__Your goal__.
Please take the lines from the one holding "mod products;" through the one holding "a remote GID." in the data below and copy them exactly.

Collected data
◇ ◇ ◇ ◇ ◇
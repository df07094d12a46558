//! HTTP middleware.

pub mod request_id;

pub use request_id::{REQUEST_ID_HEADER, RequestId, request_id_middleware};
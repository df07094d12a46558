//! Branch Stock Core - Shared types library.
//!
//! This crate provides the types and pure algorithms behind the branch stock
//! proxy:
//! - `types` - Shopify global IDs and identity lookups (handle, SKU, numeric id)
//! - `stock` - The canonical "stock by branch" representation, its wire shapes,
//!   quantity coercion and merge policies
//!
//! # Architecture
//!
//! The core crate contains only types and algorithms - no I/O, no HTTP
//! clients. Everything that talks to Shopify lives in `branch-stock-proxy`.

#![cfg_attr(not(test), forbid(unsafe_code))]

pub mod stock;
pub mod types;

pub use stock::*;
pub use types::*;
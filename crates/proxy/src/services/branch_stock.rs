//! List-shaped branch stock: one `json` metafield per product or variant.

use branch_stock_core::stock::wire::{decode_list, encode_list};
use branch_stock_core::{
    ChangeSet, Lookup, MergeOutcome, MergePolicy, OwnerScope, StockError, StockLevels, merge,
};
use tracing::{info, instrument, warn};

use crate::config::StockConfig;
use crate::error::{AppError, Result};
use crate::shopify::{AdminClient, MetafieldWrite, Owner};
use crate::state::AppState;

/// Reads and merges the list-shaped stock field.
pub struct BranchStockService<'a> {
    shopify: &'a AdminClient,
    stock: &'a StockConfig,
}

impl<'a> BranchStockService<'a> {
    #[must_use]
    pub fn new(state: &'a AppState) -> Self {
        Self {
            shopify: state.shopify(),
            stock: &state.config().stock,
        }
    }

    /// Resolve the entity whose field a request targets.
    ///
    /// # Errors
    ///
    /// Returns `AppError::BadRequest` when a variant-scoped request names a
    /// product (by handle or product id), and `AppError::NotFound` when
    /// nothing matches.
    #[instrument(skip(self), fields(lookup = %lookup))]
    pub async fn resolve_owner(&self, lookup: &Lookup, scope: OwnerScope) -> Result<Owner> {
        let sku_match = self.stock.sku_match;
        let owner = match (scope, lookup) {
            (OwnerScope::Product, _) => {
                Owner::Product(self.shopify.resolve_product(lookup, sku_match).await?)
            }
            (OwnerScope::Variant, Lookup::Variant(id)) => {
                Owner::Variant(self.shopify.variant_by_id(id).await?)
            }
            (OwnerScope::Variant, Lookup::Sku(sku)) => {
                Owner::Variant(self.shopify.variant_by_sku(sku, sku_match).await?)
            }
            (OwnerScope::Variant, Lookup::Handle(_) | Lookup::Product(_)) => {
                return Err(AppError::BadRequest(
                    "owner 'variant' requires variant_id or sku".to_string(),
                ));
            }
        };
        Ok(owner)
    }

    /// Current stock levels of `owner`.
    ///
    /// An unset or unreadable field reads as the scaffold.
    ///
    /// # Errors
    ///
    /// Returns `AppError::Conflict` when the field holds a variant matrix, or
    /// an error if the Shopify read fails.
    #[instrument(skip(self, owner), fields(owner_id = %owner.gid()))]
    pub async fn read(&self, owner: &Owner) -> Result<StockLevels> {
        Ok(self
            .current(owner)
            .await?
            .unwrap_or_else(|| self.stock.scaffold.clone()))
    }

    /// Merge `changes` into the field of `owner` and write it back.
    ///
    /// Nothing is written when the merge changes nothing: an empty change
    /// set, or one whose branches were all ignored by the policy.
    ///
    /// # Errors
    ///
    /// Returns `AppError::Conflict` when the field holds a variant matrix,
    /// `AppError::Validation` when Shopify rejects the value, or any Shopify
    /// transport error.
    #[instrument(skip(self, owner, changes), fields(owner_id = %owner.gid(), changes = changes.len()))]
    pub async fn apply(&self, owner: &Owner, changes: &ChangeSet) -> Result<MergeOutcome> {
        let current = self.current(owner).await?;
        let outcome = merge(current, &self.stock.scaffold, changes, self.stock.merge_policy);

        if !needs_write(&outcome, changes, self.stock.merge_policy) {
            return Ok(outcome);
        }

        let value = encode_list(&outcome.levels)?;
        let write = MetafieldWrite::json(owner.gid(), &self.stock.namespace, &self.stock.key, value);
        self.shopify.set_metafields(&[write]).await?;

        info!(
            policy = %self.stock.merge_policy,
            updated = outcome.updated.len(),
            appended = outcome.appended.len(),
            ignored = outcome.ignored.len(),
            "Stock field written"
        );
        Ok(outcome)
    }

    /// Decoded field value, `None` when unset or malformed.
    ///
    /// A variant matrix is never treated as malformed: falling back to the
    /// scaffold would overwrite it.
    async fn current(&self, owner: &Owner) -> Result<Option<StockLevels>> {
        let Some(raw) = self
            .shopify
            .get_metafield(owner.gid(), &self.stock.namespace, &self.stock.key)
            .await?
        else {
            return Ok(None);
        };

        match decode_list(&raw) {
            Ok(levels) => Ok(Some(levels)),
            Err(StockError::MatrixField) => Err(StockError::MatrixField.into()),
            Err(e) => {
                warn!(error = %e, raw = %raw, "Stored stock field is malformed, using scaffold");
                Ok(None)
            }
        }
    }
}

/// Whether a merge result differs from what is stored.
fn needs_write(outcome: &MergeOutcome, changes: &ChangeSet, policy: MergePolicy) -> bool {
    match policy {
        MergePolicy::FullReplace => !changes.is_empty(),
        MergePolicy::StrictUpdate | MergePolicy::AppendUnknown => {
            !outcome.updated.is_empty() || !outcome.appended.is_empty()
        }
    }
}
◇ ◇ ◇ ◇ ◇
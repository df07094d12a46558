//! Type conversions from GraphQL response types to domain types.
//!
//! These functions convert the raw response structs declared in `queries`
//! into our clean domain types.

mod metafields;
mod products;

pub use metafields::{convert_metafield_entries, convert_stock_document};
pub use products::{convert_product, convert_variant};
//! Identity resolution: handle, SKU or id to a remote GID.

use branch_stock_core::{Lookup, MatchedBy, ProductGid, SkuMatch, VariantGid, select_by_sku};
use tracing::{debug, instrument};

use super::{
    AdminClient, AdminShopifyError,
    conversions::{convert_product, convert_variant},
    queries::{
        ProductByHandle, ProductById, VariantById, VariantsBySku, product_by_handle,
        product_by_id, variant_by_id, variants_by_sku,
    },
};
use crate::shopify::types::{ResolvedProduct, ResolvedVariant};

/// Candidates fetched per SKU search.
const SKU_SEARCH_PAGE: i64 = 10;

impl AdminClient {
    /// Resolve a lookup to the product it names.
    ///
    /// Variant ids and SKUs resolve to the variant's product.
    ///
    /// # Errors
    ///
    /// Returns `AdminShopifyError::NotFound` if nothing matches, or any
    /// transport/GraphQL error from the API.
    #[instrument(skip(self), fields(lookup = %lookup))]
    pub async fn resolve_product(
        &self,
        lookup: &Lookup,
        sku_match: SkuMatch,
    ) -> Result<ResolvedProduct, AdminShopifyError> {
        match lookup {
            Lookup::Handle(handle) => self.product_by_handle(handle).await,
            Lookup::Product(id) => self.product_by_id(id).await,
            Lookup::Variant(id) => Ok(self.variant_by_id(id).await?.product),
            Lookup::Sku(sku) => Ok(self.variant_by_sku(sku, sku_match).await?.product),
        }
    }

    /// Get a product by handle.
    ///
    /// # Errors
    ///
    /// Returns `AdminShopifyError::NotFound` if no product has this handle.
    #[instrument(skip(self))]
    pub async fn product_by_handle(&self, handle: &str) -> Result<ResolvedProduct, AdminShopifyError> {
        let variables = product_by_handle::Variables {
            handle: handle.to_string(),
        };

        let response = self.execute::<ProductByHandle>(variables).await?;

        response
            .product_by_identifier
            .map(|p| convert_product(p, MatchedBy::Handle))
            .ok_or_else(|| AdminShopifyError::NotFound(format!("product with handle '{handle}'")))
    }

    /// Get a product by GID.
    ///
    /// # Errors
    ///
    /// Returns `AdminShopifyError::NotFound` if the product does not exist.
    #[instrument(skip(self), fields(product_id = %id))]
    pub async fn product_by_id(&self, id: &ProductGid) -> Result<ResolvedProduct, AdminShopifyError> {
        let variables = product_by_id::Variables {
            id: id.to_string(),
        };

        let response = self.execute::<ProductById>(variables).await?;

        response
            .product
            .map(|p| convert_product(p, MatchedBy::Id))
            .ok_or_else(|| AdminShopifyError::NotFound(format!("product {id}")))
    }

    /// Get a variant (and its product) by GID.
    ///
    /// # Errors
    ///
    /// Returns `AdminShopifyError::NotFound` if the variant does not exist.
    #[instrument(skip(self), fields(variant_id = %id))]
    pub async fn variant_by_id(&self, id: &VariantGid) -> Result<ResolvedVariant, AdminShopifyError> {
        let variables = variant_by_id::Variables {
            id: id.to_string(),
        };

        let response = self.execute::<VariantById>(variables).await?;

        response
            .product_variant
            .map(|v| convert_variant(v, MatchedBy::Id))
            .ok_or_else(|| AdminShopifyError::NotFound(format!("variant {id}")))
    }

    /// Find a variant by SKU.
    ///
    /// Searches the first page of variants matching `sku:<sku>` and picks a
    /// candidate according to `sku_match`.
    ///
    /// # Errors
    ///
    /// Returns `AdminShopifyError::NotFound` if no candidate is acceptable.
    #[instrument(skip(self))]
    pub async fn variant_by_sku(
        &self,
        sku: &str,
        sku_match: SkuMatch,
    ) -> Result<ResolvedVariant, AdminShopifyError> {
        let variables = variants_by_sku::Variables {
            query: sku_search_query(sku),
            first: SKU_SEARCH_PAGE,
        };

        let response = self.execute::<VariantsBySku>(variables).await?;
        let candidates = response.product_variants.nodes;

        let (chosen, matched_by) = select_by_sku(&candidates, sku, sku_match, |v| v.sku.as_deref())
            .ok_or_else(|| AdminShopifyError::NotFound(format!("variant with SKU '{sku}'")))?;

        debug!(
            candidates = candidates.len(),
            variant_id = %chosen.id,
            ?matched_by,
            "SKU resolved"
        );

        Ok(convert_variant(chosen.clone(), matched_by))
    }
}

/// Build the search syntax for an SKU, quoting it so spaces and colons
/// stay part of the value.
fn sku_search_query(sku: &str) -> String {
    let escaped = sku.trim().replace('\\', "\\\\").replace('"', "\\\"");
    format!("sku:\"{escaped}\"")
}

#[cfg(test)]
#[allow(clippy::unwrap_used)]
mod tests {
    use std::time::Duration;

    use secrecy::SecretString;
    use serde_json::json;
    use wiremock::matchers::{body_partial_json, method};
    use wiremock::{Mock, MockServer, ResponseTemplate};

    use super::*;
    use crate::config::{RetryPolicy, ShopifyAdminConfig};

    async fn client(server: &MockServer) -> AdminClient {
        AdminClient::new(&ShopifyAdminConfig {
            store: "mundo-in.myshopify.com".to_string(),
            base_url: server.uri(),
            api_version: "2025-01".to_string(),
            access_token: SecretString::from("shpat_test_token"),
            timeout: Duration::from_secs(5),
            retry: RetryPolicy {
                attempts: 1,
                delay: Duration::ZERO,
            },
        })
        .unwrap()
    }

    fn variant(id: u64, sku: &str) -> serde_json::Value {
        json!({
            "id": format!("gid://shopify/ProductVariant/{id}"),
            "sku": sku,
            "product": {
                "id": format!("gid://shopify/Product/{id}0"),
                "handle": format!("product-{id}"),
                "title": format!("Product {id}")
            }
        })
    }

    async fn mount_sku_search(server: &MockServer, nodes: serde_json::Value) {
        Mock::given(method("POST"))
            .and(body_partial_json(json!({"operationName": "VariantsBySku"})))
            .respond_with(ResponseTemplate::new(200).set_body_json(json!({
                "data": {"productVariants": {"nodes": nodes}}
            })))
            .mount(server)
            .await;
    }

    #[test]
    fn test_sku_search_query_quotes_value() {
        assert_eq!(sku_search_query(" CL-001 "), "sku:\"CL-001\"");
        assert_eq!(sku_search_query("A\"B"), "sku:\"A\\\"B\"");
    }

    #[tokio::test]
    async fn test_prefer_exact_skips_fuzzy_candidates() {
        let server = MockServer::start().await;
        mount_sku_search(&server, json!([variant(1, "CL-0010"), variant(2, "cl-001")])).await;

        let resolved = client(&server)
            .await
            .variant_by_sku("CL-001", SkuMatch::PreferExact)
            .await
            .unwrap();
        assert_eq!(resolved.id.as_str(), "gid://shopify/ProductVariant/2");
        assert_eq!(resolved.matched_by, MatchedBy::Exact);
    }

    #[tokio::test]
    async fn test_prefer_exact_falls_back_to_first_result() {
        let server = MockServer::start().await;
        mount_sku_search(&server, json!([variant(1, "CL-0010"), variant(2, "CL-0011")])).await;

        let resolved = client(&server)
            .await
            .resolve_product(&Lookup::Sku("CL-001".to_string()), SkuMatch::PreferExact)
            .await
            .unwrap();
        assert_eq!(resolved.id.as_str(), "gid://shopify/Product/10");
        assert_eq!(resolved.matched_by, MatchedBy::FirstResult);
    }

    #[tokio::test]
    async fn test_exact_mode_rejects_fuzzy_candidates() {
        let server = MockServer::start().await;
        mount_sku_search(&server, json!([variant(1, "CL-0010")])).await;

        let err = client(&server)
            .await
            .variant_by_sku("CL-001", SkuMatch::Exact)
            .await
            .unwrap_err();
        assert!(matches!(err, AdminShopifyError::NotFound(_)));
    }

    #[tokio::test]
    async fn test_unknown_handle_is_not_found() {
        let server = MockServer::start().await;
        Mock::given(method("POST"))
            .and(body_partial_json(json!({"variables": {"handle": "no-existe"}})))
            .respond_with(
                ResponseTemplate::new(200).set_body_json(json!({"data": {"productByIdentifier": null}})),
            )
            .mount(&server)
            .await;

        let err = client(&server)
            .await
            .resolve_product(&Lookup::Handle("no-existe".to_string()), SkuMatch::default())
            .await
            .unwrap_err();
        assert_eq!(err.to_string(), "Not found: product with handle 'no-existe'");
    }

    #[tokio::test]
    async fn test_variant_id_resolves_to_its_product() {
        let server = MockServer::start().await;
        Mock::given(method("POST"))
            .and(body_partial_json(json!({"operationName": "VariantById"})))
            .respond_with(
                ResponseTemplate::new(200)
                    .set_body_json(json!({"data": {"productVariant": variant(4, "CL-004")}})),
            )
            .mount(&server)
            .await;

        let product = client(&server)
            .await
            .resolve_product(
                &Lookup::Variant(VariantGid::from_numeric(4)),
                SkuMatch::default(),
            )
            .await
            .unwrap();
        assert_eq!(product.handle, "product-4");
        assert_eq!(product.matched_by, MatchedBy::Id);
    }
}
◇ ◇ ◇ ◇ ◇
__Written response__.
mod products;

pub use metafields::{convert_metafield_entries, convert_stock_document};
pub use products::{convert_product, convert_variant};
//! Identity resolution: handle, SKU or id to a remote GID.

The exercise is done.